TASK DETAILS - Each line of the records that includes "keys" should be found and copied.

STORED DATA -

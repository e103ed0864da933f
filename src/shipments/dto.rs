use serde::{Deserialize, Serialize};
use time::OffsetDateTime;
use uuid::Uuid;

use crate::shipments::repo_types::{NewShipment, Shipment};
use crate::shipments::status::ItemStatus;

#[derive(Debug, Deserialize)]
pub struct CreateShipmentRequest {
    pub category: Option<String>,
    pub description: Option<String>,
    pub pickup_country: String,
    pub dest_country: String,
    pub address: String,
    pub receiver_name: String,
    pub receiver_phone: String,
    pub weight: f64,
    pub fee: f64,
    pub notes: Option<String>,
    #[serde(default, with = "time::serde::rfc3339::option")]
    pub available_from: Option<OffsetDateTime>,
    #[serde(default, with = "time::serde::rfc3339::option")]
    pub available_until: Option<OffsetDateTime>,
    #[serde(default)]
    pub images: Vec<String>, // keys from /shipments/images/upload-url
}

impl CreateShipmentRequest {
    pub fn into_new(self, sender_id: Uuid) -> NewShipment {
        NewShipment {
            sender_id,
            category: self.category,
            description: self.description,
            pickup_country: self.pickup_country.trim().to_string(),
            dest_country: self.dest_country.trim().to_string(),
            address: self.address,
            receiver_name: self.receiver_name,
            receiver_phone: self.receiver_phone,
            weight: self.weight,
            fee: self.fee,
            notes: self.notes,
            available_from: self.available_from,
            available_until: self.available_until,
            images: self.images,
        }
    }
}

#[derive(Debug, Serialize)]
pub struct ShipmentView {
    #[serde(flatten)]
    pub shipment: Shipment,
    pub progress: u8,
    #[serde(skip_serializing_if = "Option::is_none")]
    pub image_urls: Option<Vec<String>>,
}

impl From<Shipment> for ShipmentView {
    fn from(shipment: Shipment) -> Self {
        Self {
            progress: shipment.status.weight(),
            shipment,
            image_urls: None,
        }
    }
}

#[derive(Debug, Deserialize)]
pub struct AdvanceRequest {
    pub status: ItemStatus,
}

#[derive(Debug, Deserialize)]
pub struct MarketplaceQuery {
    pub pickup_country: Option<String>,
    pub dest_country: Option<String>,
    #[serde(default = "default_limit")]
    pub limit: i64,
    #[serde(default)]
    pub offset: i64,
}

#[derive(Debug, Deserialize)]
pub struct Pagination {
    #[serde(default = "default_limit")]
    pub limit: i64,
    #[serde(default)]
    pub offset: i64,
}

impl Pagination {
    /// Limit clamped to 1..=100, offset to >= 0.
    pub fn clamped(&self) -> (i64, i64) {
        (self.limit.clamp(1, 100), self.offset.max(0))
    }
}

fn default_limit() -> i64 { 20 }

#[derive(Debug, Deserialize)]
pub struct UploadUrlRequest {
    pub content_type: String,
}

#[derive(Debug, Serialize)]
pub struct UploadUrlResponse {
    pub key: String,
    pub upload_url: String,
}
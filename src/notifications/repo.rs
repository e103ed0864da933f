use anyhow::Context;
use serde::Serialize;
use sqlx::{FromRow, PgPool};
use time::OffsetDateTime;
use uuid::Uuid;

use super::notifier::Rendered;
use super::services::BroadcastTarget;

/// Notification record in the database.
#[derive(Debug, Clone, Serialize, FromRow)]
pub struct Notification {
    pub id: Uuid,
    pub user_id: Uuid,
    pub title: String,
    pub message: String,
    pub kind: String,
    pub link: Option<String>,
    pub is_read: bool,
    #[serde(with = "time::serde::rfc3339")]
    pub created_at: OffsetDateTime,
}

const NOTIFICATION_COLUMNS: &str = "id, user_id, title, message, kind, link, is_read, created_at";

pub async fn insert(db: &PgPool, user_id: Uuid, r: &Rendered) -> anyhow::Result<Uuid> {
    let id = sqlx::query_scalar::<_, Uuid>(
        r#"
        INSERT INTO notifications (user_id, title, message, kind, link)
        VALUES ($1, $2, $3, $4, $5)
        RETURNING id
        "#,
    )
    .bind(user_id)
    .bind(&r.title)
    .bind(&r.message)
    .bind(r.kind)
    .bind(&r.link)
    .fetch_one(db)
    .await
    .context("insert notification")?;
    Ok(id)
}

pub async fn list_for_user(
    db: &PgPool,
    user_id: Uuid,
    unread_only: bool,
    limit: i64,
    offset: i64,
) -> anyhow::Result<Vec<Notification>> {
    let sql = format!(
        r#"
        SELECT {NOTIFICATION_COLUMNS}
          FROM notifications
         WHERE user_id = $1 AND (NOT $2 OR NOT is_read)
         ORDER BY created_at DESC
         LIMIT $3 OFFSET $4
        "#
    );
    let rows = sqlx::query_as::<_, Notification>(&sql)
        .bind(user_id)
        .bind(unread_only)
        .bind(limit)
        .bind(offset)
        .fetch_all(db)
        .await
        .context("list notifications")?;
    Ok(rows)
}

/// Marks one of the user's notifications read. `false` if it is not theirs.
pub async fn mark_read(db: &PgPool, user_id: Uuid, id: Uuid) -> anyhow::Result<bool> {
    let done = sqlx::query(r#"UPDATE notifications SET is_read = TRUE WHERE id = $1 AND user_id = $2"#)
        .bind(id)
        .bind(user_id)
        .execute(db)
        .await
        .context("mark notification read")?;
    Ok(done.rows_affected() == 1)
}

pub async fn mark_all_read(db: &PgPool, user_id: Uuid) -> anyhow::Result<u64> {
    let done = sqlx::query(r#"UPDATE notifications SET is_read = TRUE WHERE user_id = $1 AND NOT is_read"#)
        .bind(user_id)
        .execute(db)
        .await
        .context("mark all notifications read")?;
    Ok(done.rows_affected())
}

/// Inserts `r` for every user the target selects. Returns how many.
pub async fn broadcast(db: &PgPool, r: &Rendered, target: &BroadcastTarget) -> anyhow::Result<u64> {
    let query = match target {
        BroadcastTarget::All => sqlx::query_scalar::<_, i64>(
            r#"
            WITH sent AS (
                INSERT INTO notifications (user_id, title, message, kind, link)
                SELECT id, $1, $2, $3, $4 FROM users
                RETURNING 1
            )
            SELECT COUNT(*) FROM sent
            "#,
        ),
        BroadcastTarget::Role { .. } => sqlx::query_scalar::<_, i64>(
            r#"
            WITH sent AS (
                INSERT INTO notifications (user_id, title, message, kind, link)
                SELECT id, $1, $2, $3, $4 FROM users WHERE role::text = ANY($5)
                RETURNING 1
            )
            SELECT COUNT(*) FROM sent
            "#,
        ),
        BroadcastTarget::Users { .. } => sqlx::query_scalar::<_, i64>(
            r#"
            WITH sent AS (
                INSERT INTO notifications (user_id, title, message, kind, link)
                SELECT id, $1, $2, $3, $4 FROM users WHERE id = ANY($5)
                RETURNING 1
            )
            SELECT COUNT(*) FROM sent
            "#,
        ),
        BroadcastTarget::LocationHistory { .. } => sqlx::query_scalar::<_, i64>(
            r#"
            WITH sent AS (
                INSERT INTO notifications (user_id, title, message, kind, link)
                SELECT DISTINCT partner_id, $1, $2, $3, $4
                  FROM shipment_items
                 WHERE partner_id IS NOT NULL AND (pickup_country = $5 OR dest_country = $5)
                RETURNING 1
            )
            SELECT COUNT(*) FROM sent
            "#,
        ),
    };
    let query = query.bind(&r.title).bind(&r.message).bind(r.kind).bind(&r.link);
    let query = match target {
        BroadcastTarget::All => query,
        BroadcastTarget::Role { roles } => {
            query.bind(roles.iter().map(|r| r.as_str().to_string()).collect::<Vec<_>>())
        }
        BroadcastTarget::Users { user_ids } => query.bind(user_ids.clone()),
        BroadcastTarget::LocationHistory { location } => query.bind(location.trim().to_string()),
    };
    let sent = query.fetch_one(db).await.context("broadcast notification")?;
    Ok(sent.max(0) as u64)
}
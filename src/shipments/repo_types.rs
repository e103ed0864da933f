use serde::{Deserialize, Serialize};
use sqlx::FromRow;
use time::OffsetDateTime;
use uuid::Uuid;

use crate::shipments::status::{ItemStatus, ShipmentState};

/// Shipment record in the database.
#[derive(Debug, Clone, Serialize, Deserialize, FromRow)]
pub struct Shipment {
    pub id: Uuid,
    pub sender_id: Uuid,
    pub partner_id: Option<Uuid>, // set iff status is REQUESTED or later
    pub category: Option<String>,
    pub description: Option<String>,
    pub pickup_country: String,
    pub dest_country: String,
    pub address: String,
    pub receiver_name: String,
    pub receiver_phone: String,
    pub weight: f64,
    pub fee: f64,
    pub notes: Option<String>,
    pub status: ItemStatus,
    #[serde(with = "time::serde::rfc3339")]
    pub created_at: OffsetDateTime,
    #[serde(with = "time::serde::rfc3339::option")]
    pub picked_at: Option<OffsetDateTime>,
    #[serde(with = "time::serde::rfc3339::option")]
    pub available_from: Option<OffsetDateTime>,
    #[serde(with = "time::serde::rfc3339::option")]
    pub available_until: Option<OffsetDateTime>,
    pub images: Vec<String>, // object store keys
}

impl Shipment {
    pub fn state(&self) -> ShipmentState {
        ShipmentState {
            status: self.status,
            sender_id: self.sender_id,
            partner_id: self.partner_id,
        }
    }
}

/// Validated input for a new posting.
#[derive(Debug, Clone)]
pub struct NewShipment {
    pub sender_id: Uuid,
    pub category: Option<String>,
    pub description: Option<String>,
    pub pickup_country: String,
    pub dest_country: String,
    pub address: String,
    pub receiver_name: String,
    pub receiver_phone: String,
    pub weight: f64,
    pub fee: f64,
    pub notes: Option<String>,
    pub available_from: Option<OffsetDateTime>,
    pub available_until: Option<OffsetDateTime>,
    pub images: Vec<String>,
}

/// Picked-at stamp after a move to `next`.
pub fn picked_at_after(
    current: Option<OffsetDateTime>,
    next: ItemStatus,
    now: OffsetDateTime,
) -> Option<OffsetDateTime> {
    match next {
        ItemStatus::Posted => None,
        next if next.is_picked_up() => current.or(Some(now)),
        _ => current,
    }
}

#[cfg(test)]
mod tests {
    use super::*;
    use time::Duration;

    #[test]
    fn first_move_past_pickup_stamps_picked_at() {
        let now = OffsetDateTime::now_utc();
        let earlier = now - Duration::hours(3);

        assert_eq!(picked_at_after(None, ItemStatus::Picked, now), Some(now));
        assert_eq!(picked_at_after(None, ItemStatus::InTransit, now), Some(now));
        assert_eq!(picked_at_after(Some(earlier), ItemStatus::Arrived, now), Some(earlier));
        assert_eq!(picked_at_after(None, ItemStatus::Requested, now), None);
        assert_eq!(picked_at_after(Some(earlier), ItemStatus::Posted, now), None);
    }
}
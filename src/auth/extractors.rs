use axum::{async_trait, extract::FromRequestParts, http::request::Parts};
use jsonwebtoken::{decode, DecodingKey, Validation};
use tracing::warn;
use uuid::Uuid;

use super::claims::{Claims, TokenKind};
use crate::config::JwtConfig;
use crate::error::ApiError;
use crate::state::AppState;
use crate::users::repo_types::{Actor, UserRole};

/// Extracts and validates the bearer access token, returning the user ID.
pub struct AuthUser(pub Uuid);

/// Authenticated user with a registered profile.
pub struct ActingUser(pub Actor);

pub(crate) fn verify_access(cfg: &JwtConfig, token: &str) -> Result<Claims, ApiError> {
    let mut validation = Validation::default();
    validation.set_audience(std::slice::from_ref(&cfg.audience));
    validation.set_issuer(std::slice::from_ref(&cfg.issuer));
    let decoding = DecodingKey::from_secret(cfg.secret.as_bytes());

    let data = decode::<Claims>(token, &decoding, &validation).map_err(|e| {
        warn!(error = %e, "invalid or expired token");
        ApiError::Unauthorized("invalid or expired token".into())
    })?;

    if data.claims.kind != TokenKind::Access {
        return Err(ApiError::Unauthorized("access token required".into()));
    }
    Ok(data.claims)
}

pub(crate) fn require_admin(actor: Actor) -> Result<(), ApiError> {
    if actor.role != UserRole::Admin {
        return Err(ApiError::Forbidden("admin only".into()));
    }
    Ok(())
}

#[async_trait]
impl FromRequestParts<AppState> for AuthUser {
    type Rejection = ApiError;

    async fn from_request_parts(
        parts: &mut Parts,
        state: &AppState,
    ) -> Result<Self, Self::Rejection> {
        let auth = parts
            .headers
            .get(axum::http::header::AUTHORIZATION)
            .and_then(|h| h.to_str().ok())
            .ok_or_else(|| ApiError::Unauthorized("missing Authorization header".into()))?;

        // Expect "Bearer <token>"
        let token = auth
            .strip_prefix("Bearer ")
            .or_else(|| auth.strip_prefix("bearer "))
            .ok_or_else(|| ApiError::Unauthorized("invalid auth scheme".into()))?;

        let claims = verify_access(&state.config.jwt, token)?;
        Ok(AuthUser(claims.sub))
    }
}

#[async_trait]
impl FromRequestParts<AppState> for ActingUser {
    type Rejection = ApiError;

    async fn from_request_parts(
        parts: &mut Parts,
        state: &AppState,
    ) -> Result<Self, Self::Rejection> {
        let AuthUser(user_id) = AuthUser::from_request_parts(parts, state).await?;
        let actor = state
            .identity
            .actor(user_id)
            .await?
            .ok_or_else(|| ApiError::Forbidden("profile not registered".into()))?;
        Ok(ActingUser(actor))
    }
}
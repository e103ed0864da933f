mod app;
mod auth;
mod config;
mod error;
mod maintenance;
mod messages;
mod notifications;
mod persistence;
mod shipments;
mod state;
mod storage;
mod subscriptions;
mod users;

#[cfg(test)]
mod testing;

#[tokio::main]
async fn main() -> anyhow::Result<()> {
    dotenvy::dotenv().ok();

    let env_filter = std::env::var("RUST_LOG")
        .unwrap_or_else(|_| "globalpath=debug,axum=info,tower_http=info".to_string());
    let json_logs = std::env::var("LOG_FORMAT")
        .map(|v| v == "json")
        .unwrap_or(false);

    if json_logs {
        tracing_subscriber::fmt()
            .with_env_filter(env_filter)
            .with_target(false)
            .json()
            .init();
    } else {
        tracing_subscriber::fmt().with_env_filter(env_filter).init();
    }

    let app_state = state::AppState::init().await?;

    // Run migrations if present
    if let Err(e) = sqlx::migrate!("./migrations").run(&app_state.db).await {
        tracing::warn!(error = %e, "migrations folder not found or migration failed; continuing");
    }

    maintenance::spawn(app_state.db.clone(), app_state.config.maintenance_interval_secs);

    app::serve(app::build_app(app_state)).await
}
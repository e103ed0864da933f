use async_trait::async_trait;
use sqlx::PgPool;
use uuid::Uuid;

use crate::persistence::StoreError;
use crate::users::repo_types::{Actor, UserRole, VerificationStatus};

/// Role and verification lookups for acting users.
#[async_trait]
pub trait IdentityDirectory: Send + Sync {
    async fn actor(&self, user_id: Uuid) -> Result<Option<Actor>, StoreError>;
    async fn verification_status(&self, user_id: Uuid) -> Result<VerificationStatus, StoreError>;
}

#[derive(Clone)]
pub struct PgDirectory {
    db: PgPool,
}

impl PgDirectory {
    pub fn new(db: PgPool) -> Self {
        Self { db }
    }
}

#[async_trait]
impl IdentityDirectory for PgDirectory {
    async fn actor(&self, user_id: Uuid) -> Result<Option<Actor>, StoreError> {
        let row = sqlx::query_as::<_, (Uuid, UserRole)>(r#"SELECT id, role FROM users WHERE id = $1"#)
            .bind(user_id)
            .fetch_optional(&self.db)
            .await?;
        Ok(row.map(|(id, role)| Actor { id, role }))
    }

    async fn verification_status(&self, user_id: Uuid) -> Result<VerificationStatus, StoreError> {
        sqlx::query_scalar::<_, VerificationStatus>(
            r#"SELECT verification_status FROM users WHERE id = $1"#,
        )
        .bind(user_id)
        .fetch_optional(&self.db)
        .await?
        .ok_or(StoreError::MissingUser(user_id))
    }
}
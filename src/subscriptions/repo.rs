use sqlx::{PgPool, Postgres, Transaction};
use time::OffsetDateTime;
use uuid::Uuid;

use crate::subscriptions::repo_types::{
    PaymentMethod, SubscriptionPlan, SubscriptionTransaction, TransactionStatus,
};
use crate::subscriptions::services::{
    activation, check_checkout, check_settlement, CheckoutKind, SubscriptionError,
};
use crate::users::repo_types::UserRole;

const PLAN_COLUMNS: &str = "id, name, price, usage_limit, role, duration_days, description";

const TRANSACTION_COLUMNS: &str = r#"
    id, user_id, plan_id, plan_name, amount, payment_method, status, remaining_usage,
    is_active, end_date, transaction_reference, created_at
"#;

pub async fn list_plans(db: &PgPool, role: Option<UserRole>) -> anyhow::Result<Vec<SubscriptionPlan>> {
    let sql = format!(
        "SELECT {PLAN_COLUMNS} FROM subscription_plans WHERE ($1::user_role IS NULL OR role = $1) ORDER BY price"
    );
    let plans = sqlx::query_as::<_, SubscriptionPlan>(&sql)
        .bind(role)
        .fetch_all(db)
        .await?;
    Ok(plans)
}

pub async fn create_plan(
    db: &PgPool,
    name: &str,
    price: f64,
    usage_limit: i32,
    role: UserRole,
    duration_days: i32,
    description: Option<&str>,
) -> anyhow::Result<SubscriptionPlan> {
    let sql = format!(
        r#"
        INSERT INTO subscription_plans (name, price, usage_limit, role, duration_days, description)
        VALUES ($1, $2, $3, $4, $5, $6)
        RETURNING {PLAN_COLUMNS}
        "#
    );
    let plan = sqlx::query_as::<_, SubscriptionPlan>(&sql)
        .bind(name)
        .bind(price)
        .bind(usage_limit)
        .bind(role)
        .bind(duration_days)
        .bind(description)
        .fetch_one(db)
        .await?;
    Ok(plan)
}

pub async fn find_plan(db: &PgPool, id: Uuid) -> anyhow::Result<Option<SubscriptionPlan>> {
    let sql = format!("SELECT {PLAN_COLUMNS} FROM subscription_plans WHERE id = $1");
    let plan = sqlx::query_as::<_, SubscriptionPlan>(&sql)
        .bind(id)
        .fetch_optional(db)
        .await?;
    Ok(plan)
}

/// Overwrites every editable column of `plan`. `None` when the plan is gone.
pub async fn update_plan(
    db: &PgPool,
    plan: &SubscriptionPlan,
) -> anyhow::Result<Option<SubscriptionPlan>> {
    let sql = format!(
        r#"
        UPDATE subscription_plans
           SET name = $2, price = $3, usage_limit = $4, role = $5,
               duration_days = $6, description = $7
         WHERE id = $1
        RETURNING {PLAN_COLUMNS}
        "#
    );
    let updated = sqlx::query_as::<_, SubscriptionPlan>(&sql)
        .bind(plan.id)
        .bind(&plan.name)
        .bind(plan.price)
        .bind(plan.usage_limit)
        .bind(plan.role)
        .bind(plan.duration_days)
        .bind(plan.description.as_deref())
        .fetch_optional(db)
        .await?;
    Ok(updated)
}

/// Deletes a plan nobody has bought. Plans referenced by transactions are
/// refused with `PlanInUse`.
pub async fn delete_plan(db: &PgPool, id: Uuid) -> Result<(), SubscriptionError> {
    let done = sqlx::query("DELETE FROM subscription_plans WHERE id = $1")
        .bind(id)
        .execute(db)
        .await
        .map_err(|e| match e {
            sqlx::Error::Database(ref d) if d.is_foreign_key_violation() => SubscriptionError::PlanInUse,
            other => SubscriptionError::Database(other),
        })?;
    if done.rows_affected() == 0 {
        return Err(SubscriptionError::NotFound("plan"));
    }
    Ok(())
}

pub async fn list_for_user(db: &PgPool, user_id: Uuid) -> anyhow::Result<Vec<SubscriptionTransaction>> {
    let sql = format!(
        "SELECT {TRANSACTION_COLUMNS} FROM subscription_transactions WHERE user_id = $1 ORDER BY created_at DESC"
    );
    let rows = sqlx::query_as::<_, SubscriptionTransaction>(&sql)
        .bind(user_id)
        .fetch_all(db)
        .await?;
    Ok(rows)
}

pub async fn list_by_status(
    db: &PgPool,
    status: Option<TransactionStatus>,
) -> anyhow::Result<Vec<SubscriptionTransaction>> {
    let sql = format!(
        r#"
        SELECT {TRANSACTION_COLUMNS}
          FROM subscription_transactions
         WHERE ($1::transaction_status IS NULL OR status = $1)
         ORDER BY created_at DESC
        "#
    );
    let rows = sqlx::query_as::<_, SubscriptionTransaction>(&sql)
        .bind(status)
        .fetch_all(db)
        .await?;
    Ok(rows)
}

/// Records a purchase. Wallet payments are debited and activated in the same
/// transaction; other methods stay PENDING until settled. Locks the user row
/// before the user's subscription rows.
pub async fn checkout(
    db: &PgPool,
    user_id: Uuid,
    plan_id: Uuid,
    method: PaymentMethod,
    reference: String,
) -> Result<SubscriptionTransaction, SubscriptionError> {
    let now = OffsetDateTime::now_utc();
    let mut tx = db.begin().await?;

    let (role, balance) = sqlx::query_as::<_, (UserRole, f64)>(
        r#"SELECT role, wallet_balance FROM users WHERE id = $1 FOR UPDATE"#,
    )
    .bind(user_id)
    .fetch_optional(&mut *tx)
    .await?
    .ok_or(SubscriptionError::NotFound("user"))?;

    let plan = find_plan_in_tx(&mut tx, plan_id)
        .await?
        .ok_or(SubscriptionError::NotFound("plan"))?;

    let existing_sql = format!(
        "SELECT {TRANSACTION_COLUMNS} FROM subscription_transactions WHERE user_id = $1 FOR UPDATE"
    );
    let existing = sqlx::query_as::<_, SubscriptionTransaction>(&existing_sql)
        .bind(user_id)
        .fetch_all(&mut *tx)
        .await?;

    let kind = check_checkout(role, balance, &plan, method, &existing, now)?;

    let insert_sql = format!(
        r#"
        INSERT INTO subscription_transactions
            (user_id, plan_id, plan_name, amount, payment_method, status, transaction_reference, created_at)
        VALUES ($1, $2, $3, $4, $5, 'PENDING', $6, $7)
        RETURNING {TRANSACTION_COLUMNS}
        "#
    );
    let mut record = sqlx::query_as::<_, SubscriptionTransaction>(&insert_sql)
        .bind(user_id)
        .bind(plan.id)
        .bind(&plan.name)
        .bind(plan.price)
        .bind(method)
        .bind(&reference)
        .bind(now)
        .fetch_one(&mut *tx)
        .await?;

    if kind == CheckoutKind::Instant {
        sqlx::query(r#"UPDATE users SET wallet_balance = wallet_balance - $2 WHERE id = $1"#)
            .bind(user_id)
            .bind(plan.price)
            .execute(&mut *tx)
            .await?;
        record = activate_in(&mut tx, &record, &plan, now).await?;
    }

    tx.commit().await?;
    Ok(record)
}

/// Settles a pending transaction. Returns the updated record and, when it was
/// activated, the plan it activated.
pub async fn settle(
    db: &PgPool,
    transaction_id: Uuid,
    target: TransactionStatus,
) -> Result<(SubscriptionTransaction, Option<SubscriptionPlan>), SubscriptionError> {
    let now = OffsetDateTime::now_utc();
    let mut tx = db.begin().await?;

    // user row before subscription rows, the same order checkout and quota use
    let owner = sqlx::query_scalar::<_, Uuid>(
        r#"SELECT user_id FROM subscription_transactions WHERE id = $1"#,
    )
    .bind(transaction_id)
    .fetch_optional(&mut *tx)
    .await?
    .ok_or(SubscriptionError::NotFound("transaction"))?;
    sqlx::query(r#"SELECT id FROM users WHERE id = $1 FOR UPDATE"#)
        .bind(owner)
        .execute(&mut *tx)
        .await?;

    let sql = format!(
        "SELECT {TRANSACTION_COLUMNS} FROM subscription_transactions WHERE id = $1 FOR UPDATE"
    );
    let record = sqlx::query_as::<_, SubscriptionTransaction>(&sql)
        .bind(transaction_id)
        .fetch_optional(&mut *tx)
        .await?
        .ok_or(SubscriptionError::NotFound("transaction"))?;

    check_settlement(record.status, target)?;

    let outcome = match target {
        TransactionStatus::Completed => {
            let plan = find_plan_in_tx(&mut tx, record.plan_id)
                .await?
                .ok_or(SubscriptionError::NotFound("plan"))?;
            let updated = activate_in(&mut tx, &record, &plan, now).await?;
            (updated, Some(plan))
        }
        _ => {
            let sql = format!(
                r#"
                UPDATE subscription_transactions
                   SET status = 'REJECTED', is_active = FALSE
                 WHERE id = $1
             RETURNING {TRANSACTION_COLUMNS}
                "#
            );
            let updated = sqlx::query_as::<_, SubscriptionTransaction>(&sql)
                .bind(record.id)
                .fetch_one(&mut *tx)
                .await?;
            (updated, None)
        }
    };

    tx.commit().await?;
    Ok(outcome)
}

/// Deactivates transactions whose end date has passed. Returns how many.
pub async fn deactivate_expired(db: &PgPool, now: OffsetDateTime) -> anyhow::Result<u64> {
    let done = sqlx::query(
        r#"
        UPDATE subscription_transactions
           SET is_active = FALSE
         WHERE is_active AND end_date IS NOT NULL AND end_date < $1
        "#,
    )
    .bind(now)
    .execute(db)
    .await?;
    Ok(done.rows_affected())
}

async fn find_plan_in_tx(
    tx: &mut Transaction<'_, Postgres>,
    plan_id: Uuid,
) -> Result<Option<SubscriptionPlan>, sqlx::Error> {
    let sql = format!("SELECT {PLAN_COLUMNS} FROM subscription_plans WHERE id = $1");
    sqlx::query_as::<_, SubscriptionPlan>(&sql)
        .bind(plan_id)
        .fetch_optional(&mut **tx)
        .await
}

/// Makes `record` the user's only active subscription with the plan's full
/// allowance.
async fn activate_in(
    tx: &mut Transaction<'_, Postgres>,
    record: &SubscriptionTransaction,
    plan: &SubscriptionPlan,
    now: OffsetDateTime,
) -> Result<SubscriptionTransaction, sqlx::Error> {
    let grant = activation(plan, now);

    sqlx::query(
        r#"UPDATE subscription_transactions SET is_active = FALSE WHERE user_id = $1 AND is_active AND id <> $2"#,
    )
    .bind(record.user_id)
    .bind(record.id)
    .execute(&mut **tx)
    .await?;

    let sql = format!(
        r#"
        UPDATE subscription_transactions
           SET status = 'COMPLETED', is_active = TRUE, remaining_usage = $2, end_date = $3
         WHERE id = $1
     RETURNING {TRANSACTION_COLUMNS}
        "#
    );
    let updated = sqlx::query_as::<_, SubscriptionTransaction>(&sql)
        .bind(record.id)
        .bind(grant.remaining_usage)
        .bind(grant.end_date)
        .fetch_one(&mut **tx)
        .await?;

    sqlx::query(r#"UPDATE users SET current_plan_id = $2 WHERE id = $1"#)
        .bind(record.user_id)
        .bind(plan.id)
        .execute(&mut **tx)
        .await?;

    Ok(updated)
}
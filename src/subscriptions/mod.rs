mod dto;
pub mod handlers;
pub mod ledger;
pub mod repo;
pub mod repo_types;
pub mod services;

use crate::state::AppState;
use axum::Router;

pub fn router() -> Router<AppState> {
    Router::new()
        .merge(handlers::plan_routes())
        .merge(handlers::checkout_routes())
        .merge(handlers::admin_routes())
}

EXERCISE SOLUTION -
    pub images: Vec<String>, // keys from /shipments/images/upload-url
    pub images: Vec<String>, // object store keys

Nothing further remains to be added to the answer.